Прекрасный в этом плане пример демонстрирует совсем просто устроенное многоклеточное существо — крошечная нематода ценорабдитис (Caenorabditis elegans). Длина этого круглого червя едва достигает одного миллиметра, а общее количество слагающих его клеток абсолютно постоянно у всех взрослых особей — около трех тысяч (для сравнения: новорожденный крысенок состоит примерно из трех миллиардов клеток). Количество ДНК в каждой клетке ценорабдитиса всего лишь в двадцать раз больше, чем у средней бактерии. Время жизни этой нематоды поразительно скоротечно и составляет всего трое с половиной суток, что лишь в двести пятьдесят раз больше жизни кишечной палочки, которая при благоприятных условиях делится через каждые двадцать минут.
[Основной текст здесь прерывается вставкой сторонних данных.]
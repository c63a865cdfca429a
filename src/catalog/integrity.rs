//! Cross-collection consistency checks.

use std::collections::{HashMap, HashSet};

use serde::Serialize;

use super::Catalog;
use crate::models::SizeCode;

/// A compatibility record that lists a size code with no track size.
#[derive(Debug, Clone, PartialEq, Eq, Serialize)]
pub struct DanglingReference {
    /// Machine display name
    pub machine: String,
    /// The unresolved size code, as written
    pub size: String,
}

/// Findings of an integrity check.
#[derive(Debug, Clone, Default, PartialEq, Eq, Serialize)]
pub struct IntegrityReport {
    /// Size codes referenced by machines but missing from the size collection
    pub dangling_references: Vec<DanglingReference>,
    /// Track sizes with no usable width (left out of width grouping)
    pub unmeasured_sizes: Vec<String>,
    /// Size codes present more than once in the size collection
    pub duplicate_sizes: Vec<String>,
    /// Track sizes no machine refers to
    pub unused_sizes: Vec<String>,
    /// Number of products checked
    pub products: usize,
    /// Number of track sizes checked
    pub track_sizes: usize,
    /// Number of compatibility records checked
    pub machines: usize,
}

impl IntegrityReport {
    /// Runs every check over the catalog.
    pub fn build(catalog: &Catalog) -> Self {
        let index = catalog.track_size_index();

        let dangling_references = catalog
            .compatibility
            .iter()
            .flat_map(|record| {
                record
                    .track_sizes
                    .iter()
                    .filter(|code| index.lookup(code).is_none())
                    .map(|code| DanglingReference {
                        machine: record.machine_name(),
                        size: code.clone(),
                    })
            })
            .collect();

        let unmeasured_sizes = catalog
            .track_sizes
            .iter()
            .filter(|size| size.width_mm().is_none())
            .map(|size| size.size.clone())
            .collect();

        let mut seen: HashMap<String, usize> = HashMap::new();
        let mut duplicate_sizes = Vec::new();
        for size in &catalog.track_sizes {
            let count = seen.entry(SizeCode::normalize(&size.size)).or_insert(0);
            *count += 1;
            if *count == 2 {
                duplicate_sizes.push(size.size.clone());
            }
        }

        let referenced: HashSet<String> = catalog
            .compatibility
            .iter()
            .flat_map(|record| record.track_sizes.iter())
            .map(|code| SizeCode::normalize(code))
            .collect();
        let unused_sizes = catalog
            .track_sizes
            .iter()
            .filter(|size| !referenced.contains(&SizeCode::normalize(&size.size)))
            .map(|size| size.size.clone())
            .collect();

        Self {
            dangling_references,
            unmeasured_sizes,
            duplicate_sizes,
            unused_sizes,
            products: catalog.products.len(),
            track_sizes: catalog.track_sizes.len(),
            machines: catalog.compatibility.len(),
        }
    }

    /// Whether every machine's size codes resolve.
    ///
    /// Unmeasured, duplicate and unused sizes are warnings only.
    #[must_use]
    pub fn is_clean(&self) -> bool {
        self.dangling_references.is_empty()
    }
}

#[cfg(test)]
mod tests {
    use super::*;
    use crate::models::{CompatibilityRecord, TrackSize};

    fn unmeasured(code: &str) -> TrackSize {
        let mut size = TrackSize::new(code, 0.0, 0.0, 0);
        size.width = None;
        size.pitch = None;
        size.links = None;
        size
    }

    #[test]
    fn test_clean_catalog() {
        let catalog = Catalog {
            track_sizes: vec![TrackSize::new("450x86x56", 450.0, 86.0, 56)],
            compatibility: vec![CompatibilityRecord::new("Bobcat", "T190", ["450x86x56"])],
            ..Catalog::default()
        };

        let report = catalog.integrity_report();
        assert!(report.is_clean());
        assert!(report.unused_sizes.is_empty());
        assert_eq!(report.machines, 1);
    }

    #[test]
    fn test_reports_every_finding() {
        let catalog = Catalog {
            track_sizes: vec![
                TrackSize::new("450x86x56", 450.0, 86.0, 56),
                TrackSize::new("450X86X56", 450.0, 86.0, 56),
                TrackSize::new("180x72x37", 180.0, 72.0, 37),
                unmeasured("custom"),
            ],
            compatibility: vec![
                CompatibilityRecord::new("Bobcat", "T190", ["450x86x56", "450x86x58"]),
                CompatibilityRecord::new("Kubota", "KX040", ["custom"]),
            ],
            ..Catalog::default()
        };

        let report = catalog.integrity_report();
        assert!(!report.is_clean());
        assert_eq!(
            report.dangling_references,
            vec![DanglingReference {
                machine: "Bobcat T190".to_string(),
                size: "450x86x58".to_string(),
            }]
        );
        assert_eq!(report.duplicate_sizes, vec!["450X86X56"]);
        assert_eq!(report.unmeasured_sizes, vec!["custom"]);
        assert_eq!(report.unused_sizes, vec!["180x72x37"]);
    }
}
Однако палочка именно делится, то есть ее молекулярная фабрика продолжает успешно работать, регулярно удваивая свое клеточное хозяйство, а вот отложившая яйца нематода совершенно неизбежно умирает в конце своей коротенькой жизни. Ясно, что ни о каком старении за счет накопления возможных дефектов и повреждений в клетках в этом случае говорить не приходится.
К роковой черте ее подводит неизбежная, четкая и смертельная, как взгляд Азазелло, работа генов, семейство которых биологи называют «генами смерти». Продукт одного такого гена запускает работу второго, тот активирует третий, седьмой… а в конце хлоп! Дружная гибель всех клеток, и в результате кончина организма в целом. Такую запрограммированную клеточную смерть биологи и медики называют апоптозом. Собственно о старении говорить здесь не приходится. Какая уж тут дряхлость, когда тебе роду не более трех суток!
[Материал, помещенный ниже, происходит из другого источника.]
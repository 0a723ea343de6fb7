//! JSON entry point for callers that hold untyped input, e.g. an RPC layer.
//!
//! ```json
//! {"method": "calculate_max_energy_limit", "params": {"address": "T...", "fee_limit": 100000000}}
//! ```
//! Numeric params may be given as JSON numbers or numeric strings.

use crate::chain_client::TronChainClient;
use crate::errors::{TronStationError, TronStationResult};
use crate::TronStation;
use serde::Serialize;
use serde_json::Value as Json;

#[derive(Debug, Deserialize)]
struct TronStationRpcRequest {
    method: String,
    #[serde(default)]
    params: Json,
}

fn missing_param(name: &str) -> TronStationError { TronStationError::InvalidArgument(format!("Missing '{}'", name)) }

fn number_param(params: &Json, name: &str) -> TronStationResult<f64> {
    match params.get(name) {
        None | Some(Json::Null) => Err(missing_param(name)),
        Some(Json::Number(number)) => number
            .as_f64()
            .ok_or_else(|| TronStationError::InvalidArgument(format!("'{}' is not representable: {}", name, number))),
        Some(Json::String(s)) => s
            .trim()
            .parse()
            .map_err(|_| TronStationError::InvalidArgument(format!("'{}' is not numeric: {}", name, s))),
        Some(other) => Err(TronStationError::InvalidArgument(format!(
            "'{}' is not numeric: {}",
            name, other
        ))),
    }
}

fn str_param<'a>(params: &'a Json, name: &str) -> TronStationResult<&'a str> {
    match params.get(name) {
        None | Some(Json::Null) => Err(missing_param(name)),
        Some(value) => value
            .as_str()
            .ok_or_else(|| TronStationError::InvalidArgument(format!("'{}' must be a string", name))),
    }
}

fn to_json<T: Serialize>(result: T) -> TronStationResult<Json> { Ok(serde_json::to_value(result)?) }

pub async fn dispatch_tron_station_rpc<C: TronChainClient>(
    station: &TronStation<C>,
    request: Json,
) -> TronStationResult<Json> {
    let TronStationRpcRequest { method, params } = serde_json::from_value(request)?;
    debug!("tron_station rpc '{}' with {}", method, params);

    match method.as_str() {
        "calculate_frozen_energy" => to_json(station.calculate_frozen_energy(number_param(&params, "amount")?).await?),
        "calculate_burn_energy" => to_json(station.calculate_burn_energy(number_param(&params, "amount")?).await?),
        "calculate_max_energy_limit" => {
            let address = str_param(&params, "address")?;
            let fee_limit = number_param(&params, "fee_limit")?;
            to_json(station.calculate_max_energy_limit(address, fee_limit).await?)
        },
        "calculate_frozen_bandwidth" => {
            to_json(station.calculate_frozen_bandwidth(number_param(&params, "amount")?).await?)
        },
        "get_account_bandwidth" => to_json(station.get_account_bandwidth(str_param(&params, "address")?).await?),
        "get_sr_vote_reward_list" => to_json(station.get_sr_vote_reward_list().await?),
        "calculate_sr_reward" => {
            let votes = number_param(&params, "votes")?;
            let sr_address = str_param(&params, "sr_address")?;
            to_json(station.calculate_sr_reward(votes, sr_address).await?)
        },
        _ => Err(TronStationError::InvalidArgument(format!("Unknown method '{}'", method))),
    }
}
Американские ученые в 1988 г. сообщили, что им удалось обнаружить нематод с мутацией в гене age-l, которая удлиняла жизнь этих червей на 70 %. Выяснилось, что у мутантных особей повышен уровень антиоксидантов — веществ, активно уничтожающих свободные кислородные радикалы. Эти радикалы способны связываться практически с любыми химическими соединениями клеток и активно разрушать их. Однако этот механизм, влияющий на продолжительность жизни, не отменял, а лишь отсрочивал действие генов запрограммированной смерти нематод.
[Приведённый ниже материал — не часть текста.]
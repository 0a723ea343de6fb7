//! Resource economics of the TRON account model: energy and bandwidth obtained by freezing TRX,
//! the energy a fee limit can buy, and the super representative (SR) vote reward distribution.
//!
//! [`TronStation`] holds no state besides its configuration. Every call reads fresh chain
//! parameters and resources through a [`TronChainClient`], since they can change between blocks.

#[macro_use] extern crate log;
#[macro_use] extern crate serde_derive;
#[cfg_attr(test, macro_use)] extern crate serde_json;

pub mod address;
pub mod bandwidth;
pub mod chain_client;
pub mod conf;
pub mod energy;
pub mod errors;
pub mod rpc;
pub mod sr_reward;

#[cfg(test)] mod for_tests;

pub use address::{CandidateAddress, TronAddress};
pub use bandwidth::{AccountBandwidth, FrozenBandwidth};
pub use chain_client::{AccountResources, ChainClientError, ChainClientResult, ChainParameter, ChainParameters,
                       SuperRepresentative, TronAccount, TronChainClient};
pub use conf::{Network, TronStationConf};
pub use energy::MaxEnergyLimit;
pub use errors::{TronStationError, TronStationResult};
pub use rpc::dispatch_tron_station_rpc;
pub use sr_reward::{SrCandidate, SrRewardEstimate, SrRole, SrVoteRewardList};

/// Sun per TRX.
pub const SUN_PER_TRX: f64 = 1_000_000.;

pub struct TronStation<C> {
    client: C,
    network: Network,
    /// Hex address used to query network-wide resource totals.
    resource_address: String,
}

impl<C: TronChainClient> TronStation<C> {
    pub fn new(client: C, conf: TronStationConf) -> TronStationResult<Self> {
        let resource_address = conf.resource_address()?;
        if !client.is_address_valid(&resource_address) {
            return Err(TronStationError::InvalidConfig(format!(
                "Invalid resource address '{}'",
                resource_address
            )));
        }
        Ok(TronStation {
            resource_address: client.to_canonical_address(&resource_address),
            client,
            network: conf.network,
        })
    }

    pub fn client(&self) -> &C { &self.client }

    pub fn network(&self) -> Network { self.network }

    pub fn is_main(&self) -> bool { self.network.is_main() }

    pub(crate) fn validate_address(&self, address: &str) -> TronStationResult<()> {
        if self.client.is_address_valid(address) {
            Ok(())
        } else {
            Err(TronStationError::InvalidArgument(format!("Invalid address '{}'", address)))
        }
    }

    /// Resources of `address`. An empty answer means the node gave us nothing to work with.
    pub(crate) async fn account_resources(&self, address: &str) -> TronStationResult<AccountResources> {
        let resources = self.client.get_account_resources(address).await?;
        if resources.is_empty() {
            return Err(TronStationError::UpstreamDataError(format!(
                "No resources returned for '{}'",
                address
            )));
        }
        Ok(resources)
    }

    /// Network-wide totals such as `TotalEnergyWeight` and `TotalNetLimit`.
    pub(crate) async fn network_resources(&self) -> TronStationResult<AccountResources> {
        self.account_resources(&self.resource_address).await
    }
}

/// Amounts must be finite and strictly positive.
pub(crate) fn validate_positive(name: &str, value: f64) -> TronStationResult<f64> {
    if value.is_finite() && value > 0. {
        Ok(value)
    } else {
        Err(TronStationError::InvalidArgument(format!(
            "{} must be greater than zero, got {}",
            name, value
        )))
    }
}

/// Divides by [`SUN_PER_TRX`]. Applied to the input of the frozen energy and bandwidth estimates.
pub(crate) fn sun_to_trx(amount: f64) -> f64 { amount / SUN_PER_TRX }

/// Network weights are divisors, a zero weight makes the estimate meaningless.
pub(crate) fn positive_weight(name: &str, weight: i64) -> TronStationResult<f64> {
    if weight > 0 {
        Ok(weight as f64)
    } else {
        Err(TronStationError::UpstreamDataError(format!(
            "'{}' must be positive, got {}",
            name, weight
        )))
    }
}

#[cfg(test)]
mod tests {
    use super::*;
    use crate::for_tests::{TestChainClient, MAINNET_RESOURCE_ADDRESS_HEX};

    #[test]
    fn test_new_station_canonicalizes_resource_address() {
        let station = TronStation::new(TestChainClient::default(), TronStationConf::new(Network::Mainnet)).unwrap();
        assert_eq!(station.resource_address, MAINNET_RESOURCE_ADDRESS_HEX);
        assert!(station.is_main());
    }

    #[test]
    fn test_new_station_rejects_invalid_resource_address() {
        let conf = TronStationConf {
            network: Network::Nile,
            resource_address: Some("not an address".to_string()),
        };
        let err = TronStation::new(TestChainClient::default(), conf).err().unwrap();
        assert!(matches!(err, TronStationError::InvalidConfig(_)));
    }

    #[test]
    fn test_validate_positive() {
        assert_eq!(validate_positive("Amount", 1.5).unwrap(), 1.5);
        for bad in [0., -1., f64::NAN, f64::INFINITY] {
            assert!(matches!(
                validate_positive("Amount", bad),
                Err(TronStationError::InvalidArgument(_))
            ));
        }
    }
}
Если бы подобный четкий механизм ухода из жизни работал у высших позвоночных, программа нашего пенсионного обеспечения оказалась бы совершенно не нужной. Действительно, к чему откладывать на старость, если, к примеру, после сорока семи с половиной лет неизбежно последует быстрая и безболезненная смерть. Слава богу, этого не происходит, и может, действительно правы те геронтологи, которые говорят о феномене старости как о результате накопления всевозможных ошибок в работе клеток, из которых мы состоим? Существуют ли у человека вообще какие-либо генетические программы ограничения времени жизни его клеток?
Опыты Хайфлика
Еще в начале XX века нобелевскому лауреат у биологу Алексису Каррелю удалось выделить клетки человека из организма и культивировать их в стеклянных флаконах на питательной среде в течение 27 лет. Его опыты, вроде бы, свидетельствовали о том, что человеческие клетки потенциально бессмертны. Однако позже возникло подозрение, что с каждой новой порцией среды для культивирования во флаконы Карреля попадали новые, молодые клетки, и культура тем самым постоянно обновлялась за их счет.
Разобраться в этой запутанной ситуаций в начале 60-х годах решил профессор Стенфордского университета Леонард Хапфлик. Он выделил из легкого человеческого эмбриона клетки соединительной ткани — фибробласты. Точно так же, как Каррель, он поместил их в сосуды с питательной средой. На этот раз все предосторожности были тщательно соблюдены, и новые клетки попасть в сосуды не могли. Первое время дела шли успешно, и клетки прекрасно размножались в непривычных для них условиях «Для меня эти клетки все равно, что собственные дети», — говорил он интересовавшимся его опытами журналистам.